Learn more about building an OpenLineage message.


Best Practices for Constructing OpenLineage Messages

The openLineageMessage should follow the OpenLineage format. The fields that are required for correct parsing by the GCP Lineage API are:

job

mapped to Process

job.namespace

used to construct Process name

job.name

used to construct Process name

run

mapped to Run

run.runId

used to construct Run name

producer

URI identifying the producer of this metadata

eventTime

time of the data movement

schemaURL

URL pointing to the schema definition for this message

In addition to those, the fields used to create lineage are:

eventType

corresponds to the status of the Run

inputs

mapped to sources of links. Must be specified according to the naming conventions

outputs

mapped to targets of links.
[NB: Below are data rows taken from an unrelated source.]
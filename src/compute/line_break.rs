use std::collections::VecDeque;

use crate::{
    compute::bars::{BarBuilder, brick},
    data::candle::Candle,
    error::{ChartflowResult, ComputeError},
};

pub const DEFAULT_LINES: usize = 3;

/// N-line break chart on closing prices.
///
/// A close beyond the last line in its direction extends the trend with a new line. A
/// reversal line only forms when the close breaks the extreme of the last `lines` lines.
#[derive(Debug, Clone)]
pub struct LineBreak {
    lines: usize,
    /// `(open, close)` of the most recent lines, oldest first.
    recent: VecDeque<(f64, f64)>,
    base: Option<f64>,
}

impl Default for LineBreak {
    fn default() -> Self {
        Self {
            lines: DEFAULT_LINES,
            recent: VecDeque::with_capacity(DEFAULT_LINES),
            base: None,
        }
    }
}

impl LineBreak {
    pub fn new(lines: usize) -> ChartflowResult<Self> {
        if lines == 0 {
            return Err(ComputeError::InvalidParameter(
                "line break needs at least one line".to_string(),
            )
            .into());
        }
        Ok(Self {
            lines,
            recent: VecDeque::with_capacity(lines),
            base: None,
        })
    }

    fn emit(&mut self, open: f64, close: f64, out: &mut Vec<Candle>) {
        if self.recent.len() == self.lines {
            self.recent.pop_front();
        }
        self.recent.push_back((open, close));
        out.push(brick(open, close));
    }
}

impl BarBuilder for LineBreak {
    fn reset(&mut self) {
        self.recent.clear();
        self.base = None;
    }

    fn lookback(&self) -> usize {
        self.lines
    }

    fn restore(&mut self, history: &[Candle]) {
        self.reset();
        let skip = history.len().saturating_sub(self.lines);
        for bar in &history[skip..] {
            if let (Some(o), Some(c)) = (bar.open, bar.close) {
                self.recent.push_back((o.0, c.0));
            }
        }
        self.base = self.recent.front().map(|(o, _)| *o);
    }

    fn push(&mut self, raw: &Candle, out: &mut Vec<Candle>) {
        let Some(close) = raw.close.map(f64::from) else {
            return;
        };

        let Some(&(open, last_close)) = self.recent.back() else {
            match self.base {
                None => self.base = Some(close),
                Some(base) if close != base => self.emit(base, close, out),
                Some(_) => {}
            }
            return;
        };

        let rising = last_close > open;
        let highest = self
            .recent
            .iter()
            .map(|(o, c)| o.max(*c))
            .fold(f64::NEG_INFINITY, f64::max);
        let lowest = self
            .recent
            .iter()
            .map(|(o, c)| o.min(*c))
            .fold(f64::INFINITY, f64::min);

        if rising {
            if close > last_close {
                self.emit(last_close, close, out);
            } else if close < lowest {
                self.emit(open, close, out);
            }
        } else if close < last_close {
            self.emit(last_close, close, out);
        } else if close > highest {
            self.emit(open, close, out);
        }
    }
}

#[cfg(test)]
mod tests {
    use super::*;
    use crate::{
        compute::{Compute, bars::BarCompute},
        data::uid::Uid,
        storage::store::SortedStore,
    };

    fn closes(values: &[f64]) -> Vec<Candle> {
        values
            .iter()
            .enumerate()
            .map(|(i, &c)| Candle::ohlc(Uid::at(i as i64), c, c, c, c))
            .collect()
    }

    fn lines(values: &[f64]) -> Vec<(f64, f64)> {
        let mut lb = BarCompute::new(LineBreak::default());
        lb.compute(&SortedStore::from_batch(closes(values)), &SortedStore::new(), None)
            .unwrap()
            .bars
            .iter()
            .map(|b| (b.open.unwrap().0, b.close.unwrap().0))
            .collect()
    }

    #[test]
    fn test_trend_extends_and_small_pullbacks_are_ignored() {
        assert_eq!(
            lines(&[10.0, 11.0, 12.0, 11.5, 13.0]),
            vec![(10.0, 11.0), (11.0, 12.0), (12.0, 13.0)]
        );
    }

    #[test]
    fn test_reversal_must_break_three_lines() {
        // Lines: 10-11, 11-12, 12-13. 11.5 stays above the 3-line low of 10.
        assert_eq!(
            lines(&[10.0, 11.0, 12.0, 13.0, 11.5, 9.5]),
            vec![(10.0, 11.0), (11.0, 12.0), (12.0, 13.0), (12.0, 9.5)]
        );
    }

    #[test]
    fn test_resume_matches_full_rebuild() {
        let values = [10.0, 11.0, 10.5, 12.0, 13.0, 9.0, 8.0, 8.5, 12.5, 14.0, 13.5];
        let all = closes(&values);

        let mut full = BarCompute::new(LineBreak::default());
        let expected = full
            .compute(&SortedStore::from_batch(all.clone()), &SortedStore::new(), None)
            .unwrap();

        let mut inc = BarCompute::new(LineBreak::default());
        let mut input = SortedStore::from_batch(all[..7].to_vec());
        let mut output = SortedStore::new();
        let first = inc.compute(&input, &output, None).unwrap();
        output.splice(Uid::MIN, first.bars);

        let change = input.merge(all[7..].to_vec()).unwrap();
        let next = inc.compute(&input, &output, Some(&change)).unwrap();
        output.splice(next.truncate_from.unwrap(), next.bars);

        assert_eq!(output.as_slice(), expected.bars.as_slice());
        assert!(LineBreak::new(0).is_err());
    }
}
Must be specified according to the naming conventions

The GCP Lineage API supports OpenLineage major versions 1 and 2. For more information please refer to the documentation.


How to access GCP Lineage?

The code is now publicly available on GitHub. The library is also published to Maven.


GcpLineageTransport

To simplify integration with GCP Lineage, we offer GcpLineageTransport. It is available on the OpenLineage GitHub repository and is built to a separate maven artifact. It is built on top of the producer library mentioned above.

Using the transport minimises the code for sending events to GCP Lineage. The GcpLineageTransport can be configured as the event sink for any existing OpenLineage producer such as Airflow, Spark, and Flink. Find more information and examples on GCP Lineage.